● **EXERCISE DATA**:
--- START ---

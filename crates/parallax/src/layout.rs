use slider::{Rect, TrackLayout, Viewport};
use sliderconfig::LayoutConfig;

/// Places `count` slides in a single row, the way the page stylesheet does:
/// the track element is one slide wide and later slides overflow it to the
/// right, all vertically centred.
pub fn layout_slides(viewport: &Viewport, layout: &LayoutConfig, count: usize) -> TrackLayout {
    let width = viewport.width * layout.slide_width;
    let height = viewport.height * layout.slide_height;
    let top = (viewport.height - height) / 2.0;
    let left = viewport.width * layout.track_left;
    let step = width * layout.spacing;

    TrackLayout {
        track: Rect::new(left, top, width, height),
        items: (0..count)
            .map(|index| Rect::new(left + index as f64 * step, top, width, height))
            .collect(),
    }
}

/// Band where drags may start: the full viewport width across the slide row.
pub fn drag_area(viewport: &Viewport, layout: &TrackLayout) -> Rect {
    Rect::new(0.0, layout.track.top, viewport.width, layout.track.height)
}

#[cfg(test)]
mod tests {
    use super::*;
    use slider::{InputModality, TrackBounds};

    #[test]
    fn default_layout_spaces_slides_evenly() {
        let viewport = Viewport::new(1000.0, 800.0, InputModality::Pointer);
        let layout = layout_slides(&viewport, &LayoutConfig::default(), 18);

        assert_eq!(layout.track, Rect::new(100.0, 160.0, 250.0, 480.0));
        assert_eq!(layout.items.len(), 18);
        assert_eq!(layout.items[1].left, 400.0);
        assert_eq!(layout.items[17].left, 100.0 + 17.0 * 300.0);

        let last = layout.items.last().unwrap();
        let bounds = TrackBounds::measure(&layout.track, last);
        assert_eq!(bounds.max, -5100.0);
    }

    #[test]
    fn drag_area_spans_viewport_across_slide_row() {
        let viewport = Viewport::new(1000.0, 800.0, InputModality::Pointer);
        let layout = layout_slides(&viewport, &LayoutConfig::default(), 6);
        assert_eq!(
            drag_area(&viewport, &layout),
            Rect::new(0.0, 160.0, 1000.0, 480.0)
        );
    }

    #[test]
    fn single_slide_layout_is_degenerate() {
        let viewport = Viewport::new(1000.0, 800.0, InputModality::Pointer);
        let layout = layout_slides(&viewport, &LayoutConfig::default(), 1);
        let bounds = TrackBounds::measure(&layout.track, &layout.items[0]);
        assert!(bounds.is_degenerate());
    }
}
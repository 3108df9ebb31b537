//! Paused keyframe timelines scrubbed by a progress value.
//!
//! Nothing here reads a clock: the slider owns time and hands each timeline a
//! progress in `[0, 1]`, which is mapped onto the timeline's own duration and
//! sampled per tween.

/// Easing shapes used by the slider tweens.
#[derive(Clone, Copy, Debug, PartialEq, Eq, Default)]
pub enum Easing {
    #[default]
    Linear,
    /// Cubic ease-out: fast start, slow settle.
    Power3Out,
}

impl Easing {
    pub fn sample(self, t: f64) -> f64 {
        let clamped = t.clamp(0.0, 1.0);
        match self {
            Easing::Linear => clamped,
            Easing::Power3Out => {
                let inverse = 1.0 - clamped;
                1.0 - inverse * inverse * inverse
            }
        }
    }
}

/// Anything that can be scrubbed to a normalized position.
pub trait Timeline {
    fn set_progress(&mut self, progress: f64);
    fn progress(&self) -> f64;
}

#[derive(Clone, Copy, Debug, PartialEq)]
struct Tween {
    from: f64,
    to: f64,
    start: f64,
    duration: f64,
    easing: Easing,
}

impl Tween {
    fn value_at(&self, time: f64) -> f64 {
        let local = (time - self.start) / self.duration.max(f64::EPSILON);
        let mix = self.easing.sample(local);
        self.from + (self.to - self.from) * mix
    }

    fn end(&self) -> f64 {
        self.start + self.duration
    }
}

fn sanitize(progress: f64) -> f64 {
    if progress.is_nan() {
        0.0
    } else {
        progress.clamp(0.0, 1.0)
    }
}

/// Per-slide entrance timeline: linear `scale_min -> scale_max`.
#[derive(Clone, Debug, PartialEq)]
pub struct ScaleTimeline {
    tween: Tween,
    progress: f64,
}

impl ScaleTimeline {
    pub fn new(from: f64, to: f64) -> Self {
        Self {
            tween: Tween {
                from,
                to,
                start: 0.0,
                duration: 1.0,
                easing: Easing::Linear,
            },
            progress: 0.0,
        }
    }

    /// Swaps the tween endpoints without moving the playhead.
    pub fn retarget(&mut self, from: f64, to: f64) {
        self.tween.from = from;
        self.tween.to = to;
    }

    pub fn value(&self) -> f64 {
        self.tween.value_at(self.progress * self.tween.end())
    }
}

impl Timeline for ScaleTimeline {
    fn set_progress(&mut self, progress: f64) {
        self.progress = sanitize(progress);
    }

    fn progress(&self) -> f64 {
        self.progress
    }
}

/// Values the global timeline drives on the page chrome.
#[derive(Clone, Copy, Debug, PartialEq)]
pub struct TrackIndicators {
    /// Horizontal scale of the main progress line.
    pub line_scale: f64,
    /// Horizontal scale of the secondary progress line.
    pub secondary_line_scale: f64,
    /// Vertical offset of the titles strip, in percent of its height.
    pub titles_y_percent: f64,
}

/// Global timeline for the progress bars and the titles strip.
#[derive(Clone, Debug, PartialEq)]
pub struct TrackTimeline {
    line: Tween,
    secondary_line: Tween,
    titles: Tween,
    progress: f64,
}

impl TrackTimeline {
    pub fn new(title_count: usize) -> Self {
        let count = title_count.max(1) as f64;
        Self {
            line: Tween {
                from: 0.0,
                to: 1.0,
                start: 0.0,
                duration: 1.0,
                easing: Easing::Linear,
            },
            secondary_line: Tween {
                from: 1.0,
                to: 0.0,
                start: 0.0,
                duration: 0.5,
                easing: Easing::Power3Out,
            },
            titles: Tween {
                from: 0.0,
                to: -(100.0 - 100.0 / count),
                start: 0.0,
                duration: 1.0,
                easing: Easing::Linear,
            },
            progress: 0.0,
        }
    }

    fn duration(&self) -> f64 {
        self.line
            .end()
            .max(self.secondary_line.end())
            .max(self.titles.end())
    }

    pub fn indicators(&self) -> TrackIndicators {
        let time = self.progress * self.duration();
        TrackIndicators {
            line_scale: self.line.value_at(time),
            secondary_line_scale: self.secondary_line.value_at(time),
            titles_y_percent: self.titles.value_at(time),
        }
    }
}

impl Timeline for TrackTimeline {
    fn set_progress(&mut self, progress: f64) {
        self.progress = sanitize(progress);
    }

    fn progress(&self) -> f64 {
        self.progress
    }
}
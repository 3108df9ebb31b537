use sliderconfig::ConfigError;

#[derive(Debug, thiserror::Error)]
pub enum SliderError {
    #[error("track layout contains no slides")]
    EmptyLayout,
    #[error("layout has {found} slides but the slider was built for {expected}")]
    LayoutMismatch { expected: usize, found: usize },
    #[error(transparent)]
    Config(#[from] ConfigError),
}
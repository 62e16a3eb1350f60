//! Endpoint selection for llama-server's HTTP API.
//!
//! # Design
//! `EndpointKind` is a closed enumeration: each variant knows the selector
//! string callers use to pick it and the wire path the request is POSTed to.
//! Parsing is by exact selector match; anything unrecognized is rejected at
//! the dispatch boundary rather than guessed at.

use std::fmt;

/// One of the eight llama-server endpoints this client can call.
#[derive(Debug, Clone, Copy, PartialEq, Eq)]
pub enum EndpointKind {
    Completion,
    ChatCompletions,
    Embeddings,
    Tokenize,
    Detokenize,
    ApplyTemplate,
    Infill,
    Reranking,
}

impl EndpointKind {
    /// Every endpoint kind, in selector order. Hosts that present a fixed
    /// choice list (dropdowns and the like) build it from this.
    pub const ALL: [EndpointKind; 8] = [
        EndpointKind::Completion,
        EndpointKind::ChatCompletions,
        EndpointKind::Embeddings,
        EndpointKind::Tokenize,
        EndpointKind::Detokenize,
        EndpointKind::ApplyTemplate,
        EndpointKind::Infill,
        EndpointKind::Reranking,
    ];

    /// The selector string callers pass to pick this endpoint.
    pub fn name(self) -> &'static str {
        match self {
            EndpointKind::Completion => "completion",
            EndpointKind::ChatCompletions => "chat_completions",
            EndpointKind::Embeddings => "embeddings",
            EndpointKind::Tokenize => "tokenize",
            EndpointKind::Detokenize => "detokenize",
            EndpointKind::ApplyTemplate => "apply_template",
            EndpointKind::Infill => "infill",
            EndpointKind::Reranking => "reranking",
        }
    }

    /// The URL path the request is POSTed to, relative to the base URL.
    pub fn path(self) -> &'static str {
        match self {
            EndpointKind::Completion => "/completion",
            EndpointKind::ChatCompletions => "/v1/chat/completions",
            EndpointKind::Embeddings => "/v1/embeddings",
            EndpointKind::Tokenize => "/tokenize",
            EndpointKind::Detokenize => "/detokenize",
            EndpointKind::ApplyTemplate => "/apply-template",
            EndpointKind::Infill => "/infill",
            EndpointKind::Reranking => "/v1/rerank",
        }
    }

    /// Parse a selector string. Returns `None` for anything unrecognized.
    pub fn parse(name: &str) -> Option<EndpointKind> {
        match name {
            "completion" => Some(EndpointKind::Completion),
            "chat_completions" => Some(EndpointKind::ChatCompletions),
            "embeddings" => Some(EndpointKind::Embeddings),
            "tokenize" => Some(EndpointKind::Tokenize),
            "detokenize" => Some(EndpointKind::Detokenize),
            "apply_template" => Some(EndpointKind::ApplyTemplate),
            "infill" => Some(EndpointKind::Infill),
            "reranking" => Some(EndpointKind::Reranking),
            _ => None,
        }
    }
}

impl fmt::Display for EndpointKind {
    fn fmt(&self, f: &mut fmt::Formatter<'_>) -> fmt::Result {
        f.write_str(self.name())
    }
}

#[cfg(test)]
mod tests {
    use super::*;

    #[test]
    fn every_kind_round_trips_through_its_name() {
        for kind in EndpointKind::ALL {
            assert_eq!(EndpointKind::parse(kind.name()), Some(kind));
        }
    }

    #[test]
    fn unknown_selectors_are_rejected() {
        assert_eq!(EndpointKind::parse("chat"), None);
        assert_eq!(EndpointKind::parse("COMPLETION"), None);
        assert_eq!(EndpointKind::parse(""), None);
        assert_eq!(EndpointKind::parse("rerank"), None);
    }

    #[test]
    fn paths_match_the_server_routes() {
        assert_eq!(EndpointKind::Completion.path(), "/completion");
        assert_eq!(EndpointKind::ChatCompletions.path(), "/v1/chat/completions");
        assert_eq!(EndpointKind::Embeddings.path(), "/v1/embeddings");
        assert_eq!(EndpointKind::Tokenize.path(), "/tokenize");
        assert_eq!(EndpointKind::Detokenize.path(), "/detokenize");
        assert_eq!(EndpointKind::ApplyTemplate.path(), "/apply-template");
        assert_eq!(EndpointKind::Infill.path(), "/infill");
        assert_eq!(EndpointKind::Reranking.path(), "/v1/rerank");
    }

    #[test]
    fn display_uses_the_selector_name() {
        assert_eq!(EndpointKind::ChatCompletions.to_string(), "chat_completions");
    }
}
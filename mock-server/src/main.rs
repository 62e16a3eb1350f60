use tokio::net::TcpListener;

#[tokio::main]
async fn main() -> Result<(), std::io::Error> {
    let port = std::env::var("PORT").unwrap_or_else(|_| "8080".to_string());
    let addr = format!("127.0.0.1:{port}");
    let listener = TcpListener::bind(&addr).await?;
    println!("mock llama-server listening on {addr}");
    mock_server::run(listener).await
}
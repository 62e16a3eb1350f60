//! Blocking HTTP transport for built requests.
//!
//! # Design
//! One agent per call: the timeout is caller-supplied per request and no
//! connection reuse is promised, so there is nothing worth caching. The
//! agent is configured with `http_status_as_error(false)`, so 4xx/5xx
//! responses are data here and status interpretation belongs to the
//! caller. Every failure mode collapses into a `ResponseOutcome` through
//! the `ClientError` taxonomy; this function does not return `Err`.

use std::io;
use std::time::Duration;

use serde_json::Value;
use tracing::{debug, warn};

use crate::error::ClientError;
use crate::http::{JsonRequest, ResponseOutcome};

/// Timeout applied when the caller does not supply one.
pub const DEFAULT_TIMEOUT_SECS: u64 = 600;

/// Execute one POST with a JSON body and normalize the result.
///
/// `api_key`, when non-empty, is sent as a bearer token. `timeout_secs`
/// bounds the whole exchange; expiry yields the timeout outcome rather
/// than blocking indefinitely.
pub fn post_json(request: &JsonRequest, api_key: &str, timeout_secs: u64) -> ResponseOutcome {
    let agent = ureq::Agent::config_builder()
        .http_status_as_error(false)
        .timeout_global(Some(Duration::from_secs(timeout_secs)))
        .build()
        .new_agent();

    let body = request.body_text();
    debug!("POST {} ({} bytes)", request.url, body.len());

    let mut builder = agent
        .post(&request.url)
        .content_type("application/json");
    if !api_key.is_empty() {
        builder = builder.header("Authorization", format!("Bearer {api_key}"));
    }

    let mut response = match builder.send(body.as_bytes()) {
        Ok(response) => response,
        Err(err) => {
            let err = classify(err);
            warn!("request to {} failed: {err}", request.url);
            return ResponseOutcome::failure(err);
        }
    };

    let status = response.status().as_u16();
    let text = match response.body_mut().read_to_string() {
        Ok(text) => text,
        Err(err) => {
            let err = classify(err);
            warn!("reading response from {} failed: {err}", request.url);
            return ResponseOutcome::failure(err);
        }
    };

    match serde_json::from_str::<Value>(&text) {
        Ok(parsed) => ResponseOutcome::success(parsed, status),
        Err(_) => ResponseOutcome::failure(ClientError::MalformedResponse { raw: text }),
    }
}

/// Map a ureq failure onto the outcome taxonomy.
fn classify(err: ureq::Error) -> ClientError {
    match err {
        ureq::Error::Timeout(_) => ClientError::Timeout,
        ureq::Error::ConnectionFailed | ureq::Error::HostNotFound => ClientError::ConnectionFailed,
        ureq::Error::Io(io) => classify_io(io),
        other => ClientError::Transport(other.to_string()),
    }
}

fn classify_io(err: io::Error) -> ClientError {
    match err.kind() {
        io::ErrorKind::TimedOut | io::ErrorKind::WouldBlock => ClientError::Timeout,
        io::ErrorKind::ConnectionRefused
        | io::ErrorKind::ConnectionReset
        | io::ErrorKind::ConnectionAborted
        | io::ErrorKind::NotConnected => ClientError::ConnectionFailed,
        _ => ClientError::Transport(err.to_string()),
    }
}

--- END ---

● **ACTIVITY**: Count lines, not occurrences: report how many lines in the entries above include the word "ChatCompletions", as a number alone.

● **RESPONSE FOR THIS EXERCISE**: 7